BTW, you may need to add a few milliseconds delay in between commands sent to the response pad. I’m working on a web page that describes any needed latencies.
thanks, I now have managed to communicate successfully with the response pad across the USB port using XID and using all the commands I need (switching to general purpose mode, setting the lines to input mode to allow external trigger, resetting the reaction timer, detecting and reading external trigger and button events).
However almost every one of these functions is very unreliable, even though I always insert code to wait for 100 ms after each command or trigger event. For instance, often when I send the command ‘a10’ to switch the response pad into General Purpose mode and then ask the box what mode it is in (’_a1’) it tells me it has not switched. Usually after a few more tries it works, but sometimes up to 10 tries are needed. For every single message I send to the response pad, I have to build a loop into my code where I check for success and then try again and again when it occasionally fails. However, these problems are only time-consuming annoyances, requiring me to write dozens of lines of code for error checking and testing, but not show-stopping for my experiments.

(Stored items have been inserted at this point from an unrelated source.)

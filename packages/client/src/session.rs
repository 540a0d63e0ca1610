//! WebSocket client session management.

use futures_util::{SinkExt, StreamExt};
use roomcast_server::{domain::DEFAULT_ROOM, infrastructure::dto::websocket::OutboundFrame};
use rustyline::{DefaultEditor, error::ReadlineError};
use serde::Serialize;
use tokio::sync::mpsc;
use tokio_tungstenite::{
    connect_async,
    tungstenite::{Error as WsError, protocol::Message},
};
use url::Url;

use super::{error::ClientError, formatter::MessageFormatter, ui::redisplay_prompt};

/// Connection settings of one client
#[derive(Debug, Clone)]
pub struct ClientOptions {
    /// WebSocket endpoint, e.g. `ws://127.0.0.1:3000/ws`
    pub url: String,
    pub nickname: String,
    pub room: String,
    /// Display color announced with each message
    pub color: Option<String>,
}

impl ClientOptions {
    pub fn new(url: impl Into<String>, nickname: impl Into<String>) -> Self {
        Self {
            url: url.into(),
            nickname: nickname.into(),
            room: DEFAULT_ROOM.to_string(),
            color: None,
        }
    }

    /// Endpoint URL with the `nickname` and `room` query parameters
    pub fn connect_url(&self) -> Result<Url, ClientError> {
        let mut url = Url::parse(&self.url)?;
        url.query_pairs_mut()
            .append_pair("nickname", &self.nickname)
            .append_pair("room", &self.room);
        Ok(url)
    }
}

#[derive(Debug, Serialize)]
struct OutgoingAuthor<'a> {
    #[serde(skip_serializing_if = "Option::is_none")]
    color: Option<&'a str>,
}

/// Chat frame sent by this client; the server fills in identity and time
#[derive(Debug, Serialize)]
struct OutgoingMessage<'a> {
    kind: &'static str,
    from: OutgoingAuthor<'a>,
    content: &'a str,
}

fn encode_line(line: &str, color: Option<&str>) -> Result<String, serde_json::Error> {
    serde_json::to_string(&OutgoingMessage {
        kind: "message",
        from: OutgoingAuthor { color },
        content: line,
    })
}

fn handshake_error(options: &ClientOptions, error: WsError) -> ClientError {
    match error {
        WsError::Http(response) if response.status().as_u16() == 409 => ClientError::NicknameTaken {
            nickname: options.nickname.clone(),
            room: options.room.clone(),
        },
        WsError::Http(response) => ClientError::Rejected(response.status().as_u16()),
        other => ClientError::ConnectionError(other.to_string()),
    }
}

/// Run the WebSocket client session
pub async fn run_client_session(options: &ClientOptions) -> Result<(), ClientError> {
    let url = options.connect_url()?;

    let (ws_stream, _response) = connect_async(url.as_str())
        .await
        .map_err(|e| handshake_error(options, e))?;

    tracing::info!("Connected to chat server!");
    println!(
        "\nYou are '{}' in room '{}'. Type messages and press Enter to send. Press Ctrl+C to exit.\n",
        options.nickname, options.room
    );

    let (mut write, mut read) = ws_stream.split();

    // Spawn a task to handle incoming messages
    let nickname_for_read = options.nickname.clone();
    let mut read_task = tokio::spawn(async move {
        while let Some(message) = read.next().await {
            match message {
                Ok(Message::Text(text)) => {
                    let formatted = match serde_json::from_str::<OutboundFrame>(text.as_str()) {
                        Ok(frame) => MessageFormatter::format_frame(&frame, &nickname_for_read),
                        // If parsing fails, display as raw text
                        Err(_) => Some(MessageFormatter::format_raw_message(text.as_str())),
                    };
                    if let Some(formatted) = formatted {
                        print!("{}", formatted);
                        redisplay_prompt(&nickname_for_read);
                    }
                }
                Ok(Message::Close(_)) => {
                    tracing::info!("Server closed the connection");
                    return true;
                }
                Err(e) => {
                    tracing::warn!("WebSocket read error: {}", e);
                    return true;
                }
                _ => {}
            }
        }
        true
    });

    // Create channel for rustyline input
    let (input_tx, mut input_rx) = mpsc::unbounded_channel::<String>();

    // Spawn a blocking thread for rustyline (synchronous readline)
    let prompt = format!("{}> ", options.nickname);
    let _readline_handle = std::thread::spawn(move || {
        let mut rl = match DefaultEditor::new() {
            Ok(rl) => rl,
            Err(e) => {
                eprintln!("Failed to initialize readline: {}", e);
                return;
            }
        };

        loop {
            match rl.readline(&prompt) {
                Ok(line) => {
                    let line = line.trim();
                    if !line.is_empty() {
                        rl.add_history_entry(line).ok();
                        if input_tx.send(line.to_string()).is_err() {
                            // Channel closed, exit thread
                            break;
                        }
                    }
                }
                Err(ReadlineError::Interrupted) => {
                    // Ctrl+C
                    tracing::info!("Interrupted");
                    break;
                }
                Err(ReadlineError::Eof) => {
                    // Ctrl+D
                    tracing::info!("EOF");
                    break;
                }
                Err(err) => {
                    tracing::error!("Readline error: {}", err);
                    break;
                }
            }
        }
    });

    // Spawn a task to send each input line as a chat message
    let color = options.color.clone();
    let mut write_task = tokio::spawn(async move {
        while let Some(line) = input_rx.recv().await {
            let json = match encode_line(&line, color.as_deref()) {
                Ok(json) => json,
                Err(e) => {
                    tracing::error!("Failed to serialize message: {}", e);
                    continue;
                }
            };

            if let Err(e) = write.send(Message::text(json)).await {
                tracing::warn!("Failed to send message: {}", e);
                return true;
            }
        }
        // Input closed (Ctrl+C / Ctrl+D): leave cleanly
        write.close().await.ok();
        false
    });

    // If any one of the tasks completes, abort the other
    let connection_lost = tokio::select! {
        read_result = &mut read_task => {
            write_task.abort();
            read_result.unwrap_or(true)
        }
        write_result = &mut write_task => {
            read_task.abort();
            write_result.unwrap_or(true)
        }
    };

    if connection_lost {
        return Err(ClientError::ConnectionError("Connection lost".to_string()));
    }
    Ok(())
}

#[cfg(test)]
mod tests {
    use super::*;

    #[test]
    fn test_connect_url_adds_query_parameters() {
        // テスト項目: ニックネームとルームがクエリパラメータとしてエンコードされる
        // given (前提条件):
        let mut options = ClientOptions::new("ws://127.0.0.1:3000/ws", "alice smith");
        options.room = "rust&go".to_string();

        // when (操作):
        let url = options.connect_url().unwrap();

        // then (期待する結果):
        assert_eq!(
            url.as_str(),
            "ws://127.0.0.1:3000/ws?nickname=alice+smith&room=rust%26go"
        );
    }

    #[test]
    fn test_connect_url_rejects_garbage() {
        let options = ClientOptions::new("not a url", "alice");
        assert!(matches!(
            options.connect_url(),
            Err(ClientError::InvalidUrl(_))
        ));
    }

    #[test]
    fn test_encode_line() {
        // テスト項目: 入力行はチャットメッセージとして送信され、色は指定時のみ含まれる
        assert_eq!(
            encode_line("hi", Some("#ff0000")).unwrap(),
            r##"{"kind":"message","from":{"color":"#ff0000"},"content":"hi"}"##
        );
        assert_eq!(
            encode_line("hi", None).unwrap(),
            r#"{"kind":"message","from":{},"content":"hi"}"#
        );
    }
}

The show-stopper is that the pad has about a 5% failure rate for detecting the trigger I send into it when that trigger is part of a stream of repeated triggers.:mad:
I have done extensive tests sending in an external trigger every 200 ms, or every 700 ms for several seconds. The button box usually records each trigger accurately with an accurate timestamp. However 5-10% of the time no event is registered by the pad in response to the input line trigger. I have done no tweaking of the ‘bounce’ interval but presume this wouldn’t be an issue for inter-trigger intervals of many hundreds of milliseconds like I am using. Am I going to have to give up on the response pad as a timer for several precisely-timed triggers in a row? Is it possible I am doing something wrong? It seems unlikely since I am doing exactly the same thing in my code many times, and only occasionally these randomly creates a failure. Because the trigger is from a photocell, I can see with my own eyes that each of the triggers is actually occurring. Will this (and the annoying difficulties referred to earlier) be fixed and if so, how soon? I see that the MATLAB-using psychtoolbox people have also reported unreliability in their tests (http://docs.psychtoolbox.org/CedrusResponseBox)
Boosting the voltage I am using for the extrenal triggering event with the Accessory Connector has resulted in it now being reliable All events now seem to be registered.
The other problem I had, with unreliable communication with the box over the USB, remains but the work-around of sending the XID messages as many times as it takes makes the box usable.
I don’t know if this is explicitly documented anywhere, but on some models, it’s an important detail:
In addition to the delay between commands, the processor also needs a delay between bytes. Considering the way USB works, it may just be enough to send each byte separately one after another, but SuperLab inserts a 1.5ms delay between bytes on the necessary models to make sure.